> _Try it_
Only the records, repeated exactly, should make up the response.

==== Records to process ====

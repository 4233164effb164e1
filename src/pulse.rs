//! Heartbeat pacing: turns wall-clock time into an outline scale in [0, 1].

use crate::config::PulseConfig;

/// Longest frame the clock will integrate. Slower hosts (throttled windows,
/// debuggers) get the same pulse shape at a lower frame rate instead of a
/// jump.
pub const MAX_FRAME_DT: f32 = 1.0 / 30.0;

/// Phase accumulator for the heartbeat.
///
/// The phase does not advance uniformly: the relaxed half of the cycle is
/// crossed quickly and the beat lingers near its peak, which is what makes
/// the motion read as a heartbeat rather than a sine wave.
pub struct PulseClock {
    phase: f32,
}

impl PulseClock {
    pub fn new() -> Self {
        Self { phase: 0.0 }
    }

    /// Advance the phase by a clamped frame delta and return the new scale.
    pub fn advance(&mut self, dt: f32, config: &PulseConfig) -> f32 {
        let dt = dt.clamp(0.0, MAX_FRAME_DT);
        self.phase += self.gait() * config.rate * dt;
        self.scale()
    }

    /// Current outline scale factor: 0 at rest, 1 at the peak of the beat.
    pub fn scale(&self) -> f32 {
        0.5 * (1.0 - self.phase.cos())
    }

    pub fn phase(&self) -> f32 {
        self.phase
    }

    /// Rate multiplier for the current phase: rush the recovery half, linger
    /// near the peak.
    fn gait(&self) -> f32 {
        let n = -self.phase.cos();
        if self.phase.sin() < 0.0 {
            9.0
        } else if n > 0.8 {
            0.2
        } else {
            1.0
        }
    }
}

impl Default for PulseClock {
    fn default() -> Self {
        Self::new()
    }
}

====

> _Answer section_
repository 4233164effb164e1
filename src/pulse.rs
//! Heartbeat pacing: turns wall-clock time into an outline scale in [0, 1].

use crate::config::PulseConfig;

/// Longest frame the clock will integrate. Slower hosts (throttled windows,
/// debuggers) get the same pulse shape at a lower frame rate instead of a
/// jump.
pub const MAX_FRAME_DT: f32 = 1.0 / 30.0;

/// Phase accumulator for the heartbeat.
///
/// The phase does not advance uniformly: the relaxed half of the cycle is
/// crossed quickly and the beat lingers near its peak, which is what makes
/// the motion read as a heartbeat rather than a sine wave.
pub struct PulseClock {
    phase: f32,
}

impl PulseClock {
    pub fn new() -> Self {
        Self { phase: 0.0 }
    }

    /// Advance the phase by a clamped frame delta and return the new scale.
    pub fn advance(&mut self, dt: f32, config: &PulseConfig) -> f32 {
        let dt = dt.clamp(0.0, MAX_FRAME_DT);
        self.phase += self.gait() * config.rate * dt;
        self.scale()
    }

    /// Current outline scale factor: 0 at rest, 1 at the peak of the beat.
    pub fn scale(&self) -> f32 {
        0.5 * (1.0 - self.phase.cos())
    }

    pub fn phase(&self) -> f32 {
        self.phase
    }

    /// Rate multiplier for the current phase: rush the recovery half, linger
    /// near the peak.
    fn gait(&self) -> f32 {
        let n = -self.phase.cos();
        if self.phase.sin() < 0.0 {
            9.0
        } else if n > 0.8 {
            0.2
        } else {
            1.0
        }
    }
}

impl Default for PulseClock {
    fn default() -> Self {
        Self::new()
    }
}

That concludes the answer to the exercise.